START Source information

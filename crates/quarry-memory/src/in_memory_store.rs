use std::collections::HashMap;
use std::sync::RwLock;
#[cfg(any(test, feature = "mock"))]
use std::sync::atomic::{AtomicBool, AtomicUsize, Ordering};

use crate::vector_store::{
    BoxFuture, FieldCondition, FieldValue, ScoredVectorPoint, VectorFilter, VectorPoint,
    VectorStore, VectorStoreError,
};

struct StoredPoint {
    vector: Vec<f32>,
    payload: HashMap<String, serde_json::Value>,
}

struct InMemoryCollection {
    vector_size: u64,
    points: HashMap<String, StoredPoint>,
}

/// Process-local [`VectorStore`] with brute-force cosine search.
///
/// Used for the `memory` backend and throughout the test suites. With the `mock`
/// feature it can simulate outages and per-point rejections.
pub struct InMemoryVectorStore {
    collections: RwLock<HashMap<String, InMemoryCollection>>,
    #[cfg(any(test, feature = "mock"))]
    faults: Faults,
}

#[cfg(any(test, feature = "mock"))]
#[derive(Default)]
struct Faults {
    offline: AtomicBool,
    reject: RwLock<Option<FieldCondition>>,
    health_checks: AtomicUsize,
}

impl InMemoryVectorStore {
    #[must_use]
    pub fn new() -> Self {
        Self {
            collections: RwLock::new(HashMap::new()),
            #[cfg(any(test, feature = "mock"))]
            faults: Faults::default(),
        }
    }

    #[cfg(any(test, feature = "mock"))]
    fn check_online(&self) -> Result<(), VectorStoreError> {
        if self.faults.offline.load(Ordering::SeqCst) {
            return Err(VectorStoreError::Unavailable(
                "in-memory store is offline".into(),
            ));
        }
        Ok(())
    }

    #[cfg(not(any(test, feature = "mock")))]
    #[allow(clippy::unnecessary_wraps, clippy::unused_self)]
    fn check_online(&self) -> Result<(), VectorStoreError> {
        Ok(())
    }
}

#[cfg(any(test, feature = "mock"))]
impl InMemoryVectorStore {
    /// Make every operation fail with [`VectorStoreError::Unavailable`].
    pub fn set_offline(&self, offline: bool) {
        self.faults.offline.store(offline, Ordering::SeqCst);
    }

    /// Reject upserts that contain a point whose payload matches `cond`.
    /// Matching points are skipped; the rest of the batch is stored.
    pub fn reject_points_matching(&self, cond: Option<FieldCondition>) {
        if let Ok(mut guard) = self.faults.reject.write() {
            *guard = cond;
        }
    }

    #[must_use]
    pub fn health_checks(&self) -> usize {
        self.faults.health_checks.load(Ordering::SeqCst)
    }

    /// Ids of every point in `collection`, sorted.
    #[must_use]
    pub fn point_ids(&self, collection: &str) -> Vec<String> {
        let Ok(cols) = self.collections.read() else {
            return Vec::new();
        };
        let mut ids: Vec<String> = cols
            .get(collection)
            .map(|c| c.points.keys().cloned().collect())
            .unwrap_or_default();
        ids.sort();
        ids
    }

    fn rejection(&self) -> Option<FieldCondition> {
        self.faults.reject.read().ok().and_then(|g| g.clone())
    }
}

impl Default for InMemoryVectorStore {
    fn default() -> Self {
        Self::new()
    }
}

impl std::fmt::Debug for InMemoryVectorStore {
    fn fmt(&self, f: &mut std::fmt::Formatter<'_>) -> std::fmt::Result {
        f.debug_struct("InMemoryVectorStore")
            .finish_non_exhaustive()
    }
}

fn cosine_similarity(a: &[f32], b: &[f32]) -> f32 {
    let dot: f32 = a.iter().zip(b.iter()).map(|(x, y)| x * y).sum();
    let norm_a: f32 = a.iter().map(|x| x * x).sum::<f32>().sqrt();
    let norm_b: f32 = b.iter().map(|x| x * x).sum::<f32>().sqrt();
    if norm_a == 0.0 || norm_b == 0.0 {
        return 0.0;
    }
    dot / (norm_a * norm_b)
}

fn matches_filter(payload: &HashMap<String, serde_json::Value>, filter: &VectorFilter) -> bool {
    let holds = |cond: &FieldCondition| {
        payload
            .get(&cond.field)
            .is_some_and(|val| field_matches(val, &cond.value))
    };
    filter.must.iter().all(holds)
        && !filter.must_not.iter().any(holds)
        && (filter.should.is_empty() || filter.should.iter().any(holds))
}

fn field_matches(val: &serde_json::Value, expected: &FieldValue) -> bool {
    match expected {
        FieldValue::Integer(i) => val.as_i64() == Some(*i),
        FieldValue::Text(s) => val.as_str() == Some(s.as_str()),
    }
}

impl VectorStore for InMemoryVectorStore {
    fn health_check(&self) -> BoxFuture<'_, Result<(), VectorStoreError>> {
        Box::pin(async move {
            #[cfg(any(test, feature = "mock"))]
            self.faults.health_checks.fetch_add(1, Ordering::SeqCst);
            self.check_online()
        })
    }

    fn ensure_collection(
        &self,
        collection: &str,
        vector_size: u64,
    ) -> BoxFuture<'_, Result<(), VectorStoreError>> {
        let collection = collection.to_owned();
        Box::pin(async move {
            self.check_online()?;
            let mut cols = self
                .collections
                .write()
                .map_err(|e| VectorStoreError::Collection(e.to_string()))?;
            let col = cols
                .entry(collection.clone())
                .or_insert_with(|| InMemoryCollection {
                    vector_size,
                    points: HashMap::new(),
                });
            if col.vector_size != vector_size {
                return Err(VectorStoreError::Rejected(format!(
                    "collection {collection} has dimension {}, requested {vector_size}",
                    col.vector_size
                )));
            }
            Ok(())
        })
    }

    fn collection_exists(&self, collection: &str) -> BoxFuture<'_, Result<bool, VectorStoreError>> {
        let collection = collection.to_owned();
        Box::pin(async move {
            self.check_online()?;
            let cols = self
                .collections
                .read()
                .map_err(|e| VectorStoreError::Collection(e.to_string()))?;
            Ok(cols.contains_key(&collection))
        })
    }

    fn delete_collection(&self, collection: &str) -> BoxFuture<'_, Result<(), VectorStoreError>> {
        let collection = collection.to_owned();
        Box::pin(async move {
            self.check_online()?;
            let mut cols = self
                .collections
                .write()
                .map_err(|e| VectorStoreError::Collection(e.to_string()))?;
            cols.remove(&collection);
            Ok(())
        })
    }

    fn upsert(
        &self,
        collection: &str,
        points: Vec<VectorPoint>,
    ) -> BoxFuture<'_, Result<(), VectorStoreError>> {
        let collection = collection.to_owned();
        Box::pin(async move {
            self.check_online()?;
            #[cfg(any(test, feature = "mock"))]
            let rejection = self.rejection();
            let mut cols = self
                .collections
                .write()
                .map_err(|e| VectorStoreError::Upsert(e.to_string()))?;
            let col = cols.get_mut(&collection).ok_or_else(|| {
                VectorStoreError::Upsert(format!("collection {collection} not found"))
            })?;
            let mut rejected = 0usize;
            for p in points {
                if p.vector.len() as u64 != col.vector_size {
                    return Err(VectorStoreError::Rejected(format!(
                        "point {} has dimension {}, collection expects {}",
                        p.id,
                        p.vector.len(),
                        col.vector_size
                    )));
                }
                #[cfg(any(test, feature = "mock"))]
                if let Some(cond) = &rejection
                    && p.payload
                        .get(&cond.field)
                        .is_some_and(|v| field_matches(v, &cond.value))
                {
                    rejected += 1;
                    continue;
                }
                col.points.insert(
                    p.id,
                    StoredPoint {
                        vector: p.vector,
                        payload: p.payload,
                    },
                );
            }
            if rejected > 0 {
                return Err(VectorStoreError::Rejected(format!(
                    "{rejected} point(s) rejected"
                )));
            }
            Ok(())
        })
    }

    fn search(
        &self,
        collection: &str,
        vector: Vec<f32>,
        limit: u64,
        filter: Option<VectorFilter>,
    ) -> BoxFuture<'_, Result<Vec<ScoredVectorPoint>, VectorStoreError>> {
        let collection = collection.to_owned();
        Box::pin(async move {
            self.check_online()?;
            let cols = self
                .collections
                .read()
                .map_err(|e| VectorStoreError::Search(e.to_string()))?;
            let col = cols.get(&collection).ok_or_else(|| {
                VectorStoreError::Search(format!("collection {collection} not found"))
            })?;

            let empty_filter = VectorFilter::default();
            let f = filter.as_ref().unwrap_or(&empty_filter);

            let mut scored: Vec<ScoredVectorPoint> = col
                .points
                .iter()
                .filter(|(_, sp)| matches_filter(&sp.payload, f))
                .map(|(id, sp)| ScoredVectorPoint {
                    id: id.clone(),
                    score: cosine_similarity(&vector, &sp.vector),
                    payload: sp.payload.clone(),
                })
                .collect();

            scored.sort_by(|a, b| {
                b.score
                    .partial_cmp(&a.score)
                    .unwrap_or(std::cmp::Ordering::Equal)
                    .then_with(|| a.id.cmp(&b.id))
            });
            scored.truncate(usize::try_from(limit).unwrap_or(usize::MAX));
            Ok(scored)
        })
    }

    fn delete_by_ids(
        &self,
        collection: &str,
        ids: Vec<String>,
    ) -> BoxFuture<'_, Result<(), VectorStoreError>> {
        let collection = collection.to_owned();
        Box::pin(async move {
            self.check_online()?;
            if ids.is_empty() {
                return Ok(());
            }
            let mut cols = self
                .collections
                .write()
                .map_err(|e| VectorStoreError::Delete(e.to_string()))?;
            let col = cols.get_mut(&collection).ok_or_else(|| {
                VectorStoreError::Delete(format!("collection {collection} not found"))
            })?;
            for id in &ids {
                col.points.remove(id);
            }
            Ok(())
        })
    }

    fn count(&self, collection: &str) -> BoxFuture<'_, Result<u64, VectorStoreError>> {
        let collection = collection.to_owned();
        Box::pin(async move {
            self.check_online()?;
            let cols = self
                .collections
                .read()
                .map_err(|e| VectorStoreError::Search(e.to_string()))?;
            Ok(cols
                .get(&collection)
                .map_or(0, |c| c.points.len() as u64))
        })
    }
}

END Source information
START Source information

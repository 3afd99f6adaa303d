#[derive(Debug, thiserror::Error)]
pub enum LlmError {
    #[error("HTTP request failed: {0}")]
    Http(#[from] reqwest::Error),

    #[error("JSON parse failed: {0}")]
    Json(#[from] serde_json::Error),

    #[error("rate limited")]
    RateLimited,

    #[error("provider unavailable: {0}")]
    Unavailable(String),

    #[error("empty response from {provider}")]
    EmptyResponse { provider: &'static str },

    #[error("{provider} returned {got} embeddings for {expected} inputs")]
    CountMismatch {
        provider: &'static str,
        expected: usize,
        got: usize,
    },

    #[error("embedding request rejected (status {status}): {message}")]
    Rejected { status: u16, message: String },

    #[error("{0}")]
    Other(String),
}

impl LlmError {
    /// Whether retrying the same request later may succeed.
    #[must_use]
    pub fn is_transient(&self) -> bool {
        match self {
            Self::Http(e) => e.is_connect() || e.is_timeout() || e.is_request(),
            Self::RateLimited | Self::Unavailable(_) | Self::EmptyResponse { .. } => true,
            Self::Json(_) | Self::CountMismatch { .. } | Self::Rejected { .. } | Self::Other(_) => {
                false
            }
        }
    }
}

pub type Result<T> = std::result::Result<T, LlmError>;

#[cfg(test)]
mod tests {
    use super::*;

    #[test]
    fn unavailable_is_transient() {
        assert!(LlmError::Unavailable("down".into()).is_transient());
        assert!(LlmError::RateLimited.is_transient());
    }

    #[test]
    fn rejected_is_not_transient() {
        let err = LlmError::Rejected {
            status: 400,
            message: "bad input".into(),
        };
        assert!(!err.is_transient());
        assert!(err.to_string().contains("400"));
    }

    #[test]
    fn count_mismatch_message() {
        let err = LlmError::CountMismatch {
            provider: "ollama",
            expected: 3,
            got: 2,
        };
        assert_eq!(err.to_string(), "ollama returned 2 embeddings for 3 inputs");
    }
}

END Source information

Task requirements:
Whenever the word "InMemoryCollection" occurs in a line above, copy that line.

Solution:
struct InMemoryCollection {
    collections: RwLock<HashMap<String, InMemoryCollection>>,
                .or_insert_with(|| InMemoryCollection {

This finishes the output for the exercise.